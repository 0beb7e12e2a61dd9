/*!
Embedded engine boundary.

The driver never builds DOM trees or evaluates script itself. Everything it
needs from the browser engine goes through the [`Engine`] trait:
- element lookup and visibility queries
- primitive mouse and keyboard operations
- script injection and invocation

[`RecordingEngine`] is the dry-run implementation: it logs and records each
call instead of touching a browser.
*/

use std::fmt;

use serde::{Deserialize, Serialize};
use serde_json::Value;

use crate::error::Result;
use crate::rendezvous::AsyncResultHost;

pub mod recording;

pub use recording::{EngineCall, RecordingEngine, ScriptHandler};

/// JSON key that marks a serialized web element reference.
pub const ELEMENT_KEY: &str = "element-6066-11e4-a52e-4f735466cecf";

/// Opaque reference into the engine's DOM.
#[derive(Debug, Clone, PartialEq, Eq, Hash, Serialize, Deserialize)]
#[serde(transparent)]
pub struct ElementRef(String);

impl ElementRef {
    pub fn new(id: impl Into<String>) -> Self {
        Self(id.into())
    }

    pub fn id(&self) -> &str {
        &self.0
    }

    /// Read an element reference from its web-element JSON form.
    pub fn from_json(value: &Value) -> Option<Self> {
        value
            .as_object()?
            .get(ELEMENT_KEY)?
            .as_str()
            .map(Self::new)
    }

    /// The web-element JSON form of this reference.
    pub fn to_json(&self) -> Value {
        serde_json::json!({ ELEMENT_KEY: self.0 })
    }
}

impl fmt::Display for ElementRef {
    fn fmt(&self, f: &mut fmt::Formatter<'_>) -> fmt::Result {
        write!(f, "element {}", self.0)
    }
}

/// Locator handed to the DOM collaborator (`css selector`, `xpath`, ...).
#[derive(Debug, Clone, PartialEq, Eq, Serialize, Deserialize)]
pub struct Locator {
    pub using: String,
    pub value: String,
}

/// Modifier keys held while a mouse primitive is replayed.
#[derive(Debug, Clone, Copy, Default, PartialEq, Eq)]
pub struct Modifiers {
    pub shift: bool,
    pub ctrl: bool,
    pub alt: bool,
    pub meta: bool,
}

impl Modifiers {
    pub fn is_empty(&self) -> bool {
        !(self.shift || self.ctrl || self.alt || self.meta)
    }
}

/// A script the engine has parsed and can invoke.
#[derive(Debug, Clone, PartialEq, Eq)]
pub struct CompiledFunction {
    source: String,
}

impl CompiledFunction {
    pub fn new(source: impl Into<String>) -> Self {
        Self {
            source: source.into(),
        }
    }

    pub fn source(&self) -> &str {
        &self.source
    }
}

/// One argument passed to [`Engine::run_function`].
#[derive(Debug, Clone)]
pub enum ScriptArg {
    /// Plain JSON value.
    Value(Value),
    /// A DOM element, unwrapped from its web-element JSON form.
    Element(ElementRef),
    /// Callback host for an async script; the engine exposes it to the page.
    Host(AsyncResultHost),
}

impl ScriptArg {
    /// Convert a protocol argument, recognizing web-element objects.
    pub fn from_json(value: Value) -> Self {
        match ElementRef::from_json(&value) {
            Some(element) => Self::Element(element),
            None => Self::Value(value),
        }
    }
}

/// Operations the embedded browser engine provides to the driver.
///
/// Mouse primitives take an optional target; `None` means the last known
/// active element. Key primitives always act on the focused element when no
/// target is given.
pub trait Engine: Send + Sync {
    fn find_element(&self, locator: &Locator) -> Result<ElementRef>;
    fn find_elements(&self, locator: &Locator) -> Result<Vec<ElementRef>>;
    fn is_displayed(&self, element: &ElementRef) -> Result<bool>;
    fn is_enabled(&self, element: &ElementRef) -> Result<bool>;

    fn mouse_move(&self, target: Option<&ElementRef>, modifiers: Modifiers) -> Result<()>;
    fn mouse_down(&self, target: Option<&ElementRef>, button: u32, modifiers: Modifiers)
    -> Result<()>;
    fn mouse_up(&self, target: Option<&ElementRef>, button: u32, modifiers: Modifiers)
    -> Result<()>;
    fn click(&self, target: Option<&ElementRef>, button: u32, modifiers: Modifiers) -> Result<()>;
    fn double_click(&self, target: Option<&ElementRef>, modifiers: Modifiers) -> Result<()>;
    fn context_click(&self, target: Option<&ElementRef>, modifiers: Modifiers) -> Result<()>;

    fn press_key(&self, target: Option<&ElementRef>, key: &str) -> Result<()>;
    fn release_key(&self, target: Option<&ElementRef>, key: &str) -> Result<()>;
    fn send_keystroke(&self, target: Option<&ElementRef>, text: &str) -> Result<()>;

    /// Parse `code` into an invocable function.
    fn inject_script(&self, code: &str) -> Result<CompiledFunction>;

    /// Invoke a compiled function. Returns once the synchronous part of the
    /// script has run; async scripts report through their [`ScriptArg::Host`].
    fn run_function(&self, function: &CompiledFunction, args: Vec<ScriptArg>) -> Result<Value>;
}

#[cfg(test)]
mod tests {
    use super::*;
    use serde_json::json;

    #[test]
    fn element_ref_reads_web_element_objects() {
        let v = json!({ ELEMENT_KEY: "abc" });
        assert_eq!(ElementRef::from_json(&v), Some(ElementRef::new("abc")));
        assert_eq!(ElementRef::from_json(&json!({"id": "abc"})), None);
        assert_eq!(ElementRef::new("abc").to_json(), v);
    }

    #[test]
    fn script_args_unwrap_elements() {
        assert!(matches!(
            ScriptArg::from_json(json!({ ELEMENT_KEY: "e1" })),
            ScriptArg::Element(e) if e.id() == "e1"
        ));
        assert!(matches!(ScriptArg::from_json(json!(7)), ScriptArg::Value(_)));
    }
}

» **What you need to do**: Line by line, print the records above exactly as they stand.

» **The answer**:
repository 0beb7e12e2a61dd9
/*!
Embedded engine boundary.

The driver never builds DOM trees or evaluates script itself. Everything it
needs from the browser engine goes through the [`Engine`] trait:
- element lookup and visibility queries
- primitive mouse and keyboard operations
- script injection and invocation

[`RecordingEngine`] is the dry-run implementation: it logs and records each
call instead of touching a browser.
*/

use std::fmt;

use serde::{Deserialize, Serialize};
use serde_json::Value;

use crate::error::Result;
use crate::rendezvous::AsyncResultHost;

pub mod recording;

pub use recording::{EngineCall, RecordingEngine, ScriptHandler};

/// JSON key that marks a serialized web element reference.
pub const ELEMENT_KEY: &str = "element-6066-11e4-a52e-4f735466cecf";

/// Opaque reference into the engine's DOM.
#[derive(Debug, Clone, PartialEq, Eq, Hash, Serialize, Deserialize)]
#[serde(transparent)]
pub struct ElementRef(String);

impl ElementRef {
    pub fn new(id: impl Into<String>) -> Self {
        Self(id.into())
    }

    pub fn id(&self) -> &str {
        &self.0
    }

    /// Read an element reference from its web-element JSON form.
    pub fn from_json(value: &Value) -> Option<Self> {
        value
            .as_object()?
            .get(ELEMENT_KEY)?
            .as_str()
            .map(Self::new)
    }

    /// The web-element JSON form of this reference.
    pub fn to_json(&self) -> Value {
        serde_json::json!({ ELEMENT_KEY: self.0 })
    }
}

impl fmt::Display for ElementRef {
    fn fmt(&self, f: &mut fmt::Formatter<'_>) -> fmt::Result {
        write!(f, "element {}", self.0)
    }
}

/// Locator handed to the DOM collaborator (`css selector`, `xpath`, ...).
#[derive(Debug, Clone, PartialEq, Eq, Serialize, Deserialize)]
pub struct Locator {
    pub using: String,
    pub value: String,
}

/// Modifier keys held while a mouse primitive is replayed.
#[derive(Debug, Clone, Copy, Default, PartialEq, Eq)]
pub struct Modifiers {
    pub shift: bool,
    pub ctrl: bool,
    pub alt: bool,
    pub meta: bool,
}

impl Modifiers {
    pub fn is_empty(&self) -> bool {
        !(self.shift || self.ctrl || self.alt || self.meta)
    }
}

/// A script the engine has parsed and can invoke.
#[derive(Debug, Clone, PartialEq, Eq)]
pub struct CompiledFunction {
    source: String,
}

impl CompiledFunction {
    pub fn new(source: impl Into<String>) -> Self {
        Self {
            source: source.into(),
        }
    }

    pub fn source(&self) -> &str {
        &self.source
    }
}

/// One argument passed to [`Engine::run_function`].
#[derive(Debug, Clone)]
pub enum ScriptArg {
    /// Plain JSON value.
    Value(Value),
    /// A DOM element, unwrapped from its web-element JSON form.
    Element(ElementRef),
    /// Callback host for an async script; the engine exposes it to the page.
    Host(AsyncResultHost),
}

impl ScriptArg {
    /// Convert a protocol argument, recognizing web-element objects.
    pub fn from_json(value: Value) -> Self {
        match ElementRef::from_json(&value) {
            Some(element) => Self::Element(element),
            None => Self::Value(value),
        }
    }
}

/// Operations the embedded browser engine provides to the driver.
///
/// Mouse primitives take an optional target; `None` means the last known
/// active element. Key primitives always act on the focused element when no
/// target is given.
pub trait Engine: Send + Sync {
    fn find_element(&self, locator: &Locator) -> Result<ElementRef>;
    fn find_elements(&self, locator: &Locator) -> Result<Vec<ElementRef>>;
    fn is_displayed(&self, element: &ElementRef) -> Result<bool>;
    fn is_enabled(&self, element: &ElementRef) -> Result<bool>;

    fn mouse_move(&self, target: Option<&ElementRef>, modifiers: Modifiers) -> Result<()>;
    fn mouse_down(&self, target: Option<&ElementRef>, button: u32, modifiers: Modifiers)
    -> Result<()>;
    fn mouse_up(&self, target: Option<&ElementRef>, button: u32, modifiers: Modifiers)
    -> Result<()>;
    fn click(&self, target: Option<&ElementRef>, button: u32, modifiers: Modifiers) -> Result<()>;
    fn double_click(&self, target: Option<&ElementRef>, modifiers: Modifiers) -> Result<()>;
    fn context_click(&self, target: Option<&ElementRef>, modifiers: Modifiers) -> Result<()>;

    fn press_key(&self, target: Option<&ElementRef>, key: &str) -> Result<()>;
    fn release_key(&self, target: Option<&ElementRef>, key: &str) -> Result<()>;
    fn send_keystroke(&self, target: Option<&ElementRef>, text: &str) -> Result<()>;

    /// Parse `code` into an invocable function.
    fn inject_script(&self, code: &str) -> Result<CompiledFunction>;

    /// Invoke a compiled function. Returns once the synchronous part of the
    /// script has run; async scripts report through their [`ScriptArg::Host`].
    fn run_function(&self, function: &CompiledFunction, args: Vec<ScriptArg>) -> Result<Value>;
}

#[cfg(test)]
mod tests {
    use super::*;
    use serde_json::json;

    #[test]
    fn element_ref_reads_web_element_objects() {
        let v = json!({ ELEMENT_KEY: "abc" });
        assert_eq!(ElementRef::from_json(&v), Some(ElementRef::new("abc")));
        assert_eq!(ElementRef::from_json(&json!({"id": "abc"})), None);
        assert_eq!(ElementRef::new("abc").to_json(), v);
    }

    #[test]
    fn script_args_unwrap_elements() {
        assert!(matches!(
            ScriptArg::from_json(json!({ ELEMENT_KEY: "e1" })),
            ScriptArg::Element(e) if e.id() == "e1"
        ));
        assert!(matches!(ScriptArg::from_json(json!(7)), ScriptArg::Value(_)));
    }
}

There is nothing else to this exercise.